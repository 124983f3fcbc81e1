use bevy::input::mouse::{MouseMotion, MouseScrollUnit, MouseWheel};
use bevy::prelude::*;

const PAN_SPEED: f32 = 12.0;
const ZOOM_SPEED: f32 = 0.15;
const MIN_DISTANCE: f32 = 2.0;
const MAX_DISTANCE: f32 = 120.0;
const MIN_PITCH: f32 = -20.0 * std::f32::consts::PI / 180.0; // look slightly up
const MAX_PITCH: f32 = 85.0 * std::f32::consts::PI / 180.0;
const ORBIT_SENSITIVITY: f32 = 0.005;
/// Exponential ease rate for preset moves; higher = snappier.
const PRESET_EASE_RATE: f32 = 4.0;

/// Orbital camera model: camera orbits around a focus point.
#[derive(Resource)]
pub struct OrbitCamera {
    /// Point the camera looks at
    pub focus: Vec3,
    /// Horizontal rotation in radians
    pub yaw: f32,
    /// Elevation angle in radians (clamped between MIN_PITCH and MAX_PITCH)
    pub pitch: f32,
    /// Distance from focus point
    pub distance: f32,
}

impl Default for OrbitCamera {
    fn default() -> Self {
        Self {
            focus: Vec3::ZERO,
            yaw: 0.0,
            pitch: 20.0_f32.to_radians(),
            distance: 10.0,
        }
    }
}

/// A camera pose the orbit camera eases toward (UI presets: front/top/side).
/// Any manual orbit input deactivates the move.
#[derive(Resource, Debug, Clone, Copy)]
pub struct CameraTarget {
    pub focus: Vec3,
    pub yaw: f32,
    pub pitch: f32,
    pub distance: f32,
    pub active: bool,
}

impl Default for CameraTarget {
    fn default() -> Self {
        Self {
            focus: Vec3::ZERO,
            yaw: 0.0,
            pitch: 20.0_f32.to_radians(),
            distance: 10.0,
            active: false,
        }
    }
}

impl CameraTarget {
    /// Ease toward this pose from wherever the camera currently is.
    pub fn set(&mut self, focus: Vec3, yaw: f32, pitch: f32, distance: f32) {
        self.focus = focus;
        self.yaw = yaw;
        self.pitch = pitch;
        self.distance = distance;
        self.active = true;
    }
}

pub fn setup_camera(mut commands: Commands, orbit: Res<OrbitCamera>) {
    let (pos, look_at) = orbit_to_transform(&orbit);

    commands.spawn((
        Camera3d::default(),
        Camera {
            hdr: true,
            ..default()
        },
        Projection::Perspective(PerspectiveProjection {
            fov: 70.0_f32.to_radians(),
            ..default()
        }),
        Transform::from_translation(pos).looking_at(look_at, Vec3::Y),
    ));
}

/// Wrap an angle difference into (-PI, PI] so easing takes the shortest arc
/// instead of unwinding accumulated revolutions.
fn wrap_angle(angle: f32) -> f32 {
    use std::f32::consts::{PI, TAU};
    let wrapped = angle.rem_euclid(TAU);
    if wrapped > PI {
        wrapped - TAU
    } else {
        wrapped
    }
}

fn orbit_to_transform(orbit: &OrbitCamera) -> (Vec3, Vec3) {
    // Spherical to cartesian offset from focus
    let x = orbit.distance * orbit.pitch.cos() * orbit.yaw.sin();
    let y = orbit.distance * orbit.pitch.sin();
    let z = orbit.distance * orbit.pitch.cos() * orbit.yaw.cos();
    let pos = orbit.focus + Vec3::new(x, y, z);
    (pos, orbit.focus)
}

/// System: apply OrbitCamera state to the actual camera Transform each frame.
pub fn apply_orbit_camera(
    orbit: Res<OrbitCamera>,
    mut query: Query<&mut Transform, With<Camera3d>>,
) {
    if !orbit.is_changed() {
        return;
    }
    let (pos, look_at) = orbit_to_transform(&orbit);
    let Ok(mut transform) = query.get_single_mut() else {
        return;
    };
    *transform = Transform::from_translation(pos).looking_at(look_at, Vec3::Y);
}

/// Right-drag: orbit around the focus point.
pub fn camera_orbit_mouse(
    buttons: Res<ButtonInput<MouseButton>>,
    mut motion: EventReader<MouseMotion>,
    mut orbit: ResMut<OrbitCamera>,
    mut target: ResMut<CameraTarget>,
) {
    if !buttons.pressed(MouseButton::Right) {
        motion.clear();
        return;
    }
    let mut delta = Vec2::ZERO;
    for event in motion.read() {
        delta += event.delta;
    }
    if delta != Vec2::ZERO {
        target.active = false;
        orbit.yaw -= delta.x * ORBIT_SENSITIVITY;
        orbit.pitch = (orbit.pitch + delta.y * ORBIT_SENSITIVITY).clamp(MIN_PITCH, MAX_PITCH);
    }
}

/// Scroll wheel: zoom toward/away from the focus point.
pub fn camera_zoom_scroll(
    mut wheel: EventReader<MouseWheel>,
    mut orbit: ResMut<OrbitCamera>,
    mut target: ResMut<CameraTarget>,
) {
    for event in wheel.read() {
        let scroll = match event.unit {
            MouseScrollUnit::Line => event.y,
            MouseScrollUnit::Pixel => event.y / 100.0,
        };
        if scroll != 0.0 {
            target.active = false;
            orbit.distance =
                (orbit.distance * (1.0 - scroll * ZOOM_SPEED)).clamp(MIN_DISTANCE, MAX_DISTANCE);
        }
    }
}

/// WASD/Arrow keys: pan focus along the ground plane (direction relative to
/// current yaw).
pub fn camera_pan_keyboard(
    keys: Res<ButtonInput<KeyCode>>,
    time: Res<Time>,
    mut orbit: ResMut<OrbitCamera>,
    mut target: ResMut<CameraTarget>,
) {
    let mut dir = Vec2::ZERO;
    if keys.pressed(KeyCode::KeyW) || keys.pressed(KeyCode::ArrowUp) {
        dir.y -= 1.0;
    }
    if keys.pressed(KeyCode::KeyS) || keys.pressed(KeyCode::ArrowDown) {
        dir.y += 1.0;
    }
    if keys.pressed(KeyCode::KeyA) || keys.pressed(KeyCode::ArrowLeft) {
        dir.x -= 1.0;
    }
    if keys.pressed(KeyCode::KeyD) || keys.pressed(KeyCode::ArrowRight) {
        dir.x += 1.0;
    }

    if dir != Vec2::ZERO {
        target.active = false;
        let dir = dir.normalize();
        let scale = orbit.distance / 10.0;
        let delta = PAN_SPEED * scale * time.delta_secs();
        // Rotate movement direction by current yaw
        let cos_yaw = orbit.yaw.cos();
        let sin_yaw = orbit.yaw.sin();
        let world_x = dir.x * cos_yaw + dir.y * sin_yaw;
        let world_z = -dir.x * sin_yaw + dir.y * cos_yaw;
        orbit.focus.x += world_x * delta;
        orbit.focus.z += world_z * delta;
    }
}

/// Ease the orbit camera toward an active [`CameraTarget`].
pub fn camera_preset_ease(
    time: Res<Time>,
    mut orbit: ResMut<OrbitCamera>,
    mut target: ResMut<CameraTarget>,
) {
    if !target.active {
        return;
    }
    let t = 1.0 - (-PRESET_EASE_RATE * time.delta_secs()).exp();
    orbit.focus = orbit.focus.lerp(target.focus, t);
    orbit.yaw += wrap_angle(target.yaw - orbit.yaw) * t;
    orbit.pitch += (target.pitch - orbit.pitch) * t;
    orbit.distance += (target.distance - orbit.distance) * t;

    let close = wrap_angle(target.yaw - orbit.yaw).abs() < 1e-3
        && (orbit.pitch - target.pitch).abs() < 1e-3
        && (orbit.distance - target.distance).abs() < 1e-2
        && orbit.focus.distance(target.focus) < 1e-2;
    if close {
        orbit.focus = target.focus;
        orbit.yaw = target.yaw;
        orbit.pitch = target.pitch;
        orbit.distance = target.distance;
        target.active = false;
    }
}

#[cfg(test)]
mod tests {
    use super::*;

    #[test]
    fn test_orbit_transform_distance() {
        let orbit = OrbitCamera {
            focus: Vec3::new(1.0, 2.0, 3.0),
            yaw: 0.7,
            pitch: 0.4,
            distance: 25.0,
        };
        let (pos, look_at) = orbit_to_transform(&orbit);
        assert_eq!(look_at, orbit.focus);
        assert!((pos.distance(orbit.focus) - 25.0).abs() < 1e-4);
    }

    #[test]
    fn test_wrap_angle_shortest_arc() {
        use std::f32::consts::{PI, TAU};
        assert!((wrap_angle(0.1) - 0.1).abs() < 1e-6);
        assert!((wrap_angle(-0.1) + 0.1).abs() < 1e-6);
        assert!((wrap_angle(TAU * 20.0 + 0.1) - 0.1).abs() < 1e-3);
        // Just past the half turn wraps to the negative side.
        assert!((wrap_angle(PI + 0.1) + (PI - 0.1)).abs() < 1e-5);
    }

    #[test]
    fn test_preset_ease_ignores_accumulated_revolutions() {
        // A scene that spins the camera leaves yaw hundreds of radians out;
        // easing must close the wrapped error, not unwind every revolution.
        use std::f32::consts::TAU;
        let start = TAU * 50.0 + 0.4;
        let target_yaw = 0.5_f32;
        let mut yaw = start;
        // Per-frame blend factor at 60 FPS.
        let t = 1.0 - (-PRESET_EASE_RATE / 60.0).exp();
        for _ in 0..200 {
            yaw += wrap_angle(target_yaw - yaw) * t;
        }
        assert!(wrap_angle(target_yaw - yaw).abs() < 1e-3);
        assert!((yaw - start).abs() < 1.0);
    }

    #[test]
    fn test_camera_target_set_activates() {
        let mut target = CameraTarget::default();
        assert!(!target.active);
        target.set(Vec3::ZERO, 1.0, 0.5, 8.0);
        assert!(target.active);
        assert_eq!(target.distance, 8.0);
    }
}
//! Asset plumbing.
//!
//! Load failures are logged and otherwise ignored: a scene missing a model or
//! a sound keeps animating with whatever did load (the loaded entity simply
//! never shows up). No retries, no fallback assets.

use bevy::asset::UntypedAssetLoadFailedEvent;
use bevy::gltf::GltfAssetLabel;
use bevy::prelude::*;

/// Load the first scene out of a GLTF file.
pub fn gltf_scene(asset_server: &AssetServer, path: &str) -> Handle<Scene> {
    asset_server.load(GltfAssetLabel::Scene(0).from_asset(path.to_owned()))
}

/// System: log every failed asset load, of any type, and keep running.
pub fn log_asset_load_failures(mut events: EventReader<UntypedAssetLoadFailedEvent>) {
    for event in events.read() {
        warn!(
            "asset '{}' failed to load, continuing without it: {}",
            event.path, event.error
        );
    }
}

------------------------

**WORK TASK**
Where in the records does the word "start" appear? Copy each line that holds it.

**EXERCISE RESULT**
        let start = TAU * 50.0 + 0.4;
        let mut yaw = start;
        assert!((yaw - start).abs() < 1.0);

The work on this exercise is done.